> Records from a data collection
----------

use serde_json::{json, Value};
use std::sync::Arc;

use stardust_rust::logic::validate::Payload;
use stardust_rust::{
    Condition, EngineError, EntryService, EntrySearchCriteria, FilterOp, Id, LifecycleManager,
    MemoryStore, ModelService, ModelStore, QueryParser, SearchCriteria, SortKey, UpdateOutcome,
};

const ACTOR: i64 = 42;

struct Engine {
    store: Arc<MemoryStore>,
    models: ModelService<MemoryStore>,
    entries: EntryService<MemoryStore>,
}

impl Engine {
    fn new() -> Self {
        let store = Arc::new(MemoryStore::new());
        Self {
            models: ModelService::new(Arc::clone(&store)),
            entries: EntryService::new(Arc::clone(&store)),
            store,
        }
    }

    async fn model(&self, name: &str) -> Id {
        self.models
            .create(&payload(json!({"name": name, "fields": default_fields()})), ACTOR)
            .await
            .unwrap()
    }

    async fn entry(&self, model_id: Id, name: &str, data: Value) -> Id {
        self.entries
            .create(
                &payload(json!({"model_id": model_id, "name": name, "fields": data})),
                ACTOR,
            )
            .await
            .unwrap()
    }
}

fn payload(value: Value) -> Payload {
    value.as_object().cloned().unwrap()
}

fn default_fields() -> Value {
    json!([
        {"id": "title", "type": "text", "label": "Title", "required": true},
        {"id": "price", "type": "number"}
    ])
}

fn pairs(raw: &[(&str, &str)]) -> Vec<(String, String)> {
    raw.iter()
        .map(|(k, v)| (k.to_string(), v.to_string()))
        .collect()
}

/// Walk every page and collect ids
async fn all_pages(engine: &Engine, criteria: &SearchCriteria, limit: u32) -> Vec<Id> {
    let mut ids = Vec::new();
    let mut page = 1;
    loop {
        let batch = engine.models.paginate(page, limit, criteria).await.unwrap();
        if batch.is_empty() {
            break;
        }
        ids.extend(batch.iter().map(|m| m.id));
        page += 1;
    }
    ids
}

#[tokio::test]
async fn test_created_model_exposes_input_schema() {
    let engine = Engine::new();
    let fields = json!([
        {"id": "f1", "type": "text", "label": "Headline", "required": true},
        {"id": "f2", "type": "boolean"},
        {"id": "f3", "type": "url", "label": "Homepage"}
    ]);
    let id = engine
        .models
        .create(&payload(json!({"name": "Articles", "fields": fields.clone()})), ACTOR)
        .await
        .unwrap();

    let model = engine.models.find(id).await.unwrap();
    assert_eq!(model.name, "Articles");
    assert_eq!(model.slug, "articles");
    assert_eq!(serde_json::to_value(&model.fields).unwrap(), fields);
}

#[tokio::test]
async fn test_fields_without_id_or_type_are_rejected_without_mutation() {
    let engine = Engine::new();
    let missing_type = json!({"name": "Broken", "fields": [{"id": "a"}]});
    let missing_id = json!({"name": "Broken", "fields": [{"type": "text"}]});

    for body in [missing_type, missing_id] {
        let err = engine.models.create(&payload(body), ACTOR).await.unwrap_err();
        assert!(matches!(err, EngineError::Validation(_)));
    }
    assert_eq!(engine.models.count(&SearchCriteria::new()).await.unwrap(), 0);

    let id = engine.model("Stable").await;
    let before = engine.models.find(id).await.unwrap();
    let err = engine
        .models
        .update(id, &payload(json!({"fields": [{"id": "x"}]})), ACTOR)
        .await
        .unwrap_err();
    assert!(matches!(err, EngineError::Validation(_)));

    let after = engine.models.find(id).await.unwrap();
    assert_eq!(before, after);
    assert_eq!(engine.models.history(id).await.unwrap().len(), 1);
}

#[tokio::test]
async fn test_schema_update_appends_one_snapshot_and_keeps_the_old_one() {
    let engine = Engine::new();
    let id = engine.model("Products").await;
    let original = engine.models.find(id).await.unwrap();

    let outcome = engine
        .models
        .update(
            id,
            &payload(json!({"fields": [{"id": "sku", "type": "text"}]})),
            ACTOR,
        )
        .await
        .unwrap();
    assert_eq!(outcome, UpdateOutcome::Updated);

    let updated = engine.models.find(id).await.unwrap();
    assert_ne!(updated.current_schema_id, original.current_schema_id);
    assert_eq!(updated.fields.len(), 1);

    let history = engine.models.history(id).await.unwrap();
    assert_eq!(history.len(), 2);
    assert_eq!(history[1].id, updated.current_schema_id);

    let old = engine.models.snapshot(original.current_schema_id).await.unwrap();
    assert_eq!(old.fields, original.fields);
}

#[tokio::test]
async fn test_text_query_count_agrees_with_page() {
    let engine = Engine::new();
    for name in ["Apple", "Banana", "Cherry"] {
        engine.model(name).await;
    }

    let criteria = SearchCriteria::new().search("Apple");
    assert_eq!(engine.models.count(&criteria).await.unwrap(), 1);

    let page = engine.models.paginate(1, 20, &criteria).await.unwrap();
    assert_eq!(page.len(), 1);
    assert_eq!(page[0].name, "Apple");
}

#[tokio::test]
async fn test_pages_cover_exactly_count() {
    let engine = Engine::new();
    for i in 0..23 {
        let name = if i % 3 == 0 {
            format!("Report {}", i)
        } else {
            format!("Memo {}", i)
        };
        engine.model(&name).await;
    }

    let criterias = [
        SearchCriteria::new(),
        SearchCriteria::new().search("report"),
        SearchCriteria::new().sort_by(vec![SortKey::asc("name")]),
        SearchCriteria::new()
            .with_custom_filter("name", Condition::new(FilterOp::Gt, "Memo 5")),
    ];

    for criteria in &criterias {
        let total = engine.models.count(criteria).await.unwrap();
        let ids = all_pages(&engine, criteria, 4).await;
        assert_eq!(ids.len() as u64, total, "criteria {:?}", criteria);

        let mut unique = ids.clone();
        unique.sort_unstable();
        unique.dedup();
        assert_eq!(unique.len(), ids.len(), "pages overlap for {:?}", criteria);
    }
}

#[tokio::test]
async fn test_ids_and_query_intersect() {
    let engine = Engine::new();
    let apple = engine.model("Apple").await;
    let apricot = engine.model("Apricot").await;
    let banana = engine.model("Banana").await;

    let criteria = SearchCriteria::new()
        .with_ids([apple, banana])
        .search("Ap");
    let page = engine.models.paginate(1, 20, &criteria).await.unwrap();
    let ids: Vec<Id> = page.iter().map(|m| m.id).collect();

    assert_eq!(ids, vec![apple]);
    assert!(!ids.contains(&apricot));
    assert_eq!(engine.models.count(&criteria).await.unwrap(), 1);
}

#[test]
fn test_limit_clamps() {
    let parser = QueryParser::default();
    assert_eq!(parser.parse(&pairs(&[("limit", "150")])).unwrap().limit, 100);
    assert_eq!(parser.parse(&pairs(&[("limit", "0")])).unwrap().limit, 20);
    assert_eq!(parser.parse(&pairs(&[("limit", "-5")])).unwrap().limit, 20);
    assert_eq!(parser.parse(&pairs(&[("limit", "35")])).unwrap().limit, 35);
}

#[tokio::test]
async fn test_clamped_limit_bounds_page_size() {
    let engine = Engine::new();
    for i in 0..105 {
        engine.model(&format!("Bulk {}", i)).await;
    }

    let spec = QueryParser::default()
        .parse(&pairs(&[("limit", "150")]))
        .unwrap();
    let criteria = SearchCriteria::from_query(&spec).unwrap();
    let page = engine
        .models
        .paginate(spec.page, spec.limit, &criteria)
        .await
        .unwrap();
    assert_eq!(page.len(), 100);
}

#[tokio::test]
async fn test_soft_delete_is_idempotent_and_purge_removes_everything() {
    let engine = Engine::new();
    let id = engine.model("Disposable").await;
    let snapshot_id = engine.models.find(id).await.unwrap().current_schema_id;

    assert_eq!(engine.models.delete_models(&[id], ACTOR).await.unwrap(), 1);
    assert_eq!(engine.models.delete_models(&[id], ACTOR).await.unwrap(), 0);
    assert!(engine.models.find(id).await.unwrap_err().is_not_found());

    let tombstone = engine.store.get_model(id, true).await.unwrap().unwrap();
    assert!(tombstone.is_deleted());

    assert_eq!(engine.models.purge_models(&[id]).await.unwrap(), 1);
    assert!(engine.store.get_model(id, true).await.unwrap().is_none());
    assert!(engine.models.snapshot(snapshot_id).await.unwrap_err().is_not_found());
}

#[tokio::test]
async fn test_purge_leaves_bystanders_alone() {
    let engine = Engine::new();
    let doomed = engine.model("Doomed").await;
    let bystander = engine.model("Bystander").await;

    let doomed_entry = engine.entry(doomed, "gone", json!({"title": "a"})).await;
    let kept_entry = engine.entry(bystander, "kept", json!({"title": "b"})).await;
    let bystander_schema = engine.models.find(bystander).await.unwrap().current_schema_id;

    let report = LifecycleManager::new(Arc::clone(&engine.store))
        .delete_and_purge_models(&[doomed], ACTOR)
        .await;
    assert!(report.is_clean());
    assert_eq!(report.purged, 1);

    assert!(engine.entries.find(doomed_entry).await.unwrap_err().is_not_found());
    assert_eq!(engine.entries.find(kept_entry).await.unwrap().name, "kept");
    assert_eq!(engine.models.find(bystander).await.unwrap().name, "Bystander");
    assert!(engine.models.snapshot(bystander_schema).await.is_ok());

    let remaining = engine
        .entries
        .count(&EntrySearchCriteria::default())
        .await
        .unwrap();
    assert_eq!(remaining, 1);
}

#[tokio::test]
async fn test_empty_update_keeps_updated_at() {
    let engine = Engine::new();
    let model_id = engine.model("Untouched").await;
    let entry_id = engine.entry(model_id, "first", json!({"title": "x"})).await;

    let model_before = engine.models.find(model_id).await.unwrap();
    let outcome = engine
        .models
        .update(model_id, &Payload::new(), ACTOR)
        .await
        .unwrap();
    assert_eq!(outcome, UpdateOutcome::NoChanges);
    let model_after = engine.models.find(model_id).await.unwrap();
    assert_eq!(model_before.updated_at, model_after.updated_at);

    let entry_before = engine.entries.find(entry_id).await.unwrap();
    let outcome = engine
        .entries
        .update(entry_id, &Payload::new(), ACTOR)
        .await
        .unwrap();
    assert_eq!(outcome, UpdateOutcome::NoChanges);
    assert_eq!(
        engine.entries.find(entry_id).await.unwrap().updated_at,
        entry_before.updated_at
    );
}

#[tokio::test]
async fn test_entry_filters_on_data_and_model() {
    let engine = Engine::new();
    let books = engine.model("Books").await;
    let games = engine.model("Games").await;

    engine.entry(books, "cheap", json!({"title": "Dune", "price": 9})).await;
    engine.entry(books, "pricey", json!({"title": "Atlas", "price": 120})).await;
    engine.entry(games, "game", json!({"title": "Chess", "price": 30})).await;

    let in_books = EntrySearchCriteria::default().for_model(books);
    assert_eq!(engine.entries.count(&in_books).await.unwrap(), 2);

    let expensive = EntrySearchCriteria::new(
        SearchCriteria::new().with_custom_filter("price", Condition::new(FilterOp::Gt, "20")),
    );
    let page = engine.entries.paginate(1, 20, &expensive).await.unwrap();
    let mut names: Vec<&str> = page.iter().map(|e| e.name.as_str()).collect();
    names.sort_unstable();
    assert_eq!(names, vec!["game", "pricey"]);
    assert_eq!(engine.entries.count(&expensive).await.unwrap(), 2);

    let dune = EntrySearchCriteria::new(SearchCriteria::new().search("dune"));
    assert_eq!(engine.entries.count(&dune).await.unwrap(), 1);
}

#[tokio::test]
async fn test_purge_by_creator_sweeps_only_that_creator() {
    let engine = Engine::new();
    for i in 0..5 {
        engine.model(&format!("Mine {}", i)).await;
    }
    let other = engine
        .models
        .create(
            &payload(json!({"name": "Theirs", "fields": default_fields()})),
            ACTOR + 1,
        )
        .await
        .unwrap();

    let report = LifecycleManager::new(Arc::clone(&engine.store))
        .with_chunk_size(2)
        .purge_models_by_creator(ACTOR, ACTOR)
        .await
        .unwrap();

    assert!(report.is_clean());
    assert_eq!(report.purged, 5);
    assert_eq!(report.chunks, 3);
    assert_eq!(engine.models.count(&SearchCriteria::new()).await.unwrap(), 1);
    assert_eq!(engine.models.find(other).await.unwrap().name, "Theirs");
}

#[tokio::test]
async fn test_purge_hard_deletes_live_model() {
    let engine = Engine::new();
    let id = engine
        .models
        .create(
            &payload(json!({"name": "Safe Model", "fields": [{"id": "f1", "type": "text"}]})),
            999,
        )
        .await
        .unwrap();
    let entry = engine
        .entries
        .create(&payload(json!({"model_id": id, "name": "only", "fields": {"f1": "x"}})), 999)
        .await
        .unwrap();

    assert_eq!(engine.models.purge_models(&[id]).await.unwrap(), 1);
    assert!(engine.store.get_model(id, true).await.unwrap().is_none());
    assert!(engine.entries.find(entry).await.unwrap_err().is_not_found());
    assert!(engine.models.history(id).await.unwrap_err().is_not_found());
}
use crate::model::{ActorId, FieldDef, Id};
use chrono::{DateTime, Utc};
use serde::{Deserialize, Serialize};

/// A user-defined record-type blueprint.
/// `fields` is the inlined field list of the snapshot `current_schema_id` points at.
#[derive(Debug, Clone, PartialEq, Serialize, Deserialize)]
pub struct Model {
    pub id: Id,
    pub name: String,
    pub slug: String,
    pub creator_id: ActorId,
    pub current_schema_id: Id,
    pub fields: Vec<FieldDef>,
    pub created_at: DateTime<Utc>,
    pub updated_at: DateTime<Utc>,
    #[serde(skip_serializing_if = "Option::is_none")]
    pub deleted_at: Option<DateTime<Utc>>,
}

impl Model {
    pub fn is_deleted(&self) -> bool {
        self.deleted_at.is_some()
    }

    pub fn field(&self, field_id: &str) -> Option<&FieldDef> {
        self.fields.iter().find(|f| f.id == field_id)
    }
}

/// Validated input for model creation
#[derive(Debug, Clone, PartialEq)]
pub struct NewModel {
    pub name: String,
    /// Explicit slug; must be unique. When absent the store derives one from
    /// the name and suffixes it until it is unique.
    pub slug: Option<String>,
    pub fields: Vec<FieldDef>,
}

/// Validated partial update. `None` leaves the attribute untouched.
#[derive(Debug, Clone, Default, PartialEq)]
pub struct ModelChanges {
    pub name: Option<String>,
    pub slug: Option<String>,
    /// When present a new schema snapshot is appended and made current
    pub fields: Option<Vec<FieldDef>>,
}

impl ModelChanges {
    pub fn is_empty(&self) -> bool {
        self.name.is_none() && self.slug.is_none() && self.fields.is_none()
    }
}

/// Result of a partial update
#[derive(Debug, Clone, Copy, PartialEq, Eq, Serialize)]
#[serde(rename_all = "snake_case")]
pub enum UpdateOutcome {
    Updated,
    /// The payload carried nothing to change; timestamps were not touched
    NoChanges,
}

----------

> What you have to do
Wherever the word "true" turns up in the records, copy out the line it is on.

> Finished exercise
        {"id": "title", "type": "text", "label": "Title", "required": true},
        {"id": "f1", "type": "text", "label": "Headline", "required": true},
    let tombstone = engine.store.get_model(id, true).await.unwrap().unwrap();
    assert!(engine.store.get_model(id, true).await.unwrap().is_none());
    assert!(engine.store.get_model(id, true).await.unwrap().is_none());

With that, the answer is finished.